| Work order |
Copy out the listing below, keeping every character as is.

Segment Start: Working data

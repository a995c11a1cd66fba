//! Error types for escargo

use thiserror::Error;

/// Errors that can occur while patching and submitting a change
#[derive(Error, Debug)]
pub enum Error {
    /// Invalid configuration
    #[error("configuration error: {0}")]
    Config(String),

    /// One or more required flags were not supplied
    #[error("all flags are required, missing: {}", .0.join(", "))]
    MissingFlags(Vec<&'static str>),

    /// The value editing utility is not installed or not on PATH
    #[error("value editor '{0}' not found on PATH")]
    EditorNotFound(String),

    /// The value editing utility exited unsuccessfully
    #[error("value editor exited with {status}: {output}")]
    EditorFailed {
        /// Exit status as reported by the OS
        status: String,
        /// Combined stdout/stderr of the editor
        output: String,
    },

    /// GitLab API returned an error
    #[error("GitLab API error: {0}")]
    GitLabApi(String),

    /// Merge request never became mergeable and the host reports it as blocked
    #[error("merge request !{iid} is blocked from merging after {attempts} status checks")]
    MergeBlocked {
        /// Merge request IID
        iid: u64,
        /// Number of status checks performed
        attempts: u32,
    },

    /// Merge request readiness was still being computed when polling gave up
    #[error("timed out waiting for merge request !{iid} to become mergeable after {attempts} status checks")]
    MergeReadinessTimeout {
        /// Merge request IID
        iid: u64,
        /// Number of status checks performed
        attempts: u32,
    },

    /// HTTP transport error
    #[error("HTTP error: {0}")]
    Http(#[from] reqwest::Error),

    /// IO error
    #[error("IO error: {0}")]
    Io(#[from] std::io::Error),

    /// JSON error
    #[error("JSON error: {0}")]
    Json(#[from] serde_json::Error),
}

impl Error {
    /// Process exit code for this error
    ///
    /// Every failure currently maps to 1; the match keeps new variants from
    /// silently inheriting a code.
    pub const fn exit_code(&self) -> i32 {
        match self {
            Self::Config(_)
            | Self::MissingFlags(_)
            | Self::EditorNotFound(_)
            | Self::EditorFailed { .. }
            | Self::Io(_)
            | Self::GitLabApi(_)
            | Self::Http(_)
            | Self::Json(_)
            | Self::MergeBlocked { .. }
            | Self::MergeReadinessTimeout { .. } => 1,
        }
    }
}

/// Result type alias using escargo's Error
pub type Result<T> = std::result::Result<T, Error>;

#[cfg(test)]
mod tests {
    use super::*;

    #[test]
    fn test_missing_flags_message_lists_every_flag() {
        let err = Error::MissingFlags(vec!["--filePath", "--newValue"]);
        assert_eq!(
            err.to_string(),
            "all flags are required, missing: --filePath, --newValue"
        );
    }

    #[test]
    fn test_poll_errors_are_distinguishable() {
        let blocked = Error::MergeBlocked {
            iid: 7,
            attempts: 3,
        };
        let timeout = Error::MergeReadinessTimeout {
            iid: 7,
            attempts: 3,
        };
        assert!(blocked.to_string().contains("blocked"));
        assert!(timeout.to_string().contains("timed out"));
        assert_eq!(blocked.exit_code(), 1);
        assert_eq!(timeout.exit_code(), 1);
    }
}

Segment End: Working data

| Response box |
repository a995c11a1cd66fba
//! Error types for escargo

use thiserror::Error;

/// Errors that can occur while patching and submitting a change
#[derive(Error, Debug)]
pub enum Error {
    /// Invalid configuration
    #[error("configuration error: {0}")]
    Config(String),

    /// One or more required flags were not supplied
    #[error("all flags are required, missing: {}", .0.join(", "))]
    MissingFlags(Vec<&'static str>),

    /// The value editing utility is not installed or not on PATH
    #[error("value editor '{0}' not found on PATH")]
    EditorNotFound(String),

    /// The value editing utility exited unsuccessfully
    #[error("value editor exited with {status}: {output}")]
    EditorFailed {
        /// Exit status as reported by the OS
        status: String,
        /// Combined stdout/stderr of the editor
        output: String,
    },

    /// GitLab API returned an error
    #[error("GitLab API error: {0}")]
    GitLabApi(String),

    /// Merge request never became mergeable and the host reports it as blocked
    #[error("merge request !{iid} is blocked from merging after {attempts} status checks")]
    MergeBlocked {
        /// Merge request IID
        iid: u64,
        /// Number of status checks performed
        attempts: u32,
    },

    /// Merge request readiness was still being computed when polling gave up
    #[error("timed out waiting for merge request !{iid} to become mergeable after {attempts} status checks")]
    MergeReadinessTimeout {
        /// Merge request IID
        iid: u64,
        /// Number of status checks performed
        attempts: u32,
    },

    /// HTTP transport error
    #[error("HTTP error: {0}")]
    Http(#[from] reqwest::Error),

    /// IO error
    #[error("IO error: {0}")]
    Io(#[from] std::io::Error),

    /// JSON error
    #[error("JSON error: {0}")]
    Json(#[from] serde_json::Error),
}

impl Error {
    /// Process exit code for this error
    ///
    /// Every failure currently maps to 1; the match keeps new variants from
    /// silently inheriting a code.
    pub const fn exit_code(&self) -> i32 {
        match self {
            Self::Config(_)
            | Self::MissingFlags(_)
            | Self::EditorNotFound(_)
            | Self::EditorFailed { .. }
            | Self::Io(_)
            | Self::GitLabApi(_)
            | Self::Http(_)
            | Self::Json(_)
            | Self::MergeBlocked { .. }
            | Self::MergeReadinessTimeout { .. } => 1,
        }
    }
}

/// Result type alias using escargo's Error
pub type Result<T> = std::result::Result<T, Error>;

#[cfg(test)]
mod tests {
    use super::*;

    #[test]
    fn test_missing_flags_message_lists_every_flag() {
        let err = Error::MissingFlags(vec!["--filePath", "--newValue"]);
        assert_eq!(
            err.to_string(),
            "all flags are required, missing: --filePath, --newValue"
        );
    }

    #[test]
    fn test_poll_errors_are_distinguishable() {
        let blocked = Error::MergeBlocked {
            iid: 7,
            attempts: 3,
        };
        let timeout = Error::MergeReadinessTimeout {
            iid: 7,
            attempts: 3,
        };
        assert!(blocked.to_string().contains("blocked"));
        assert!(timeout.to_string().contains("timed out"));
        assert_eq!(blocked.exit_code(), 1);
        assert_eq!(timeout.exit_code(), 1);
    }
}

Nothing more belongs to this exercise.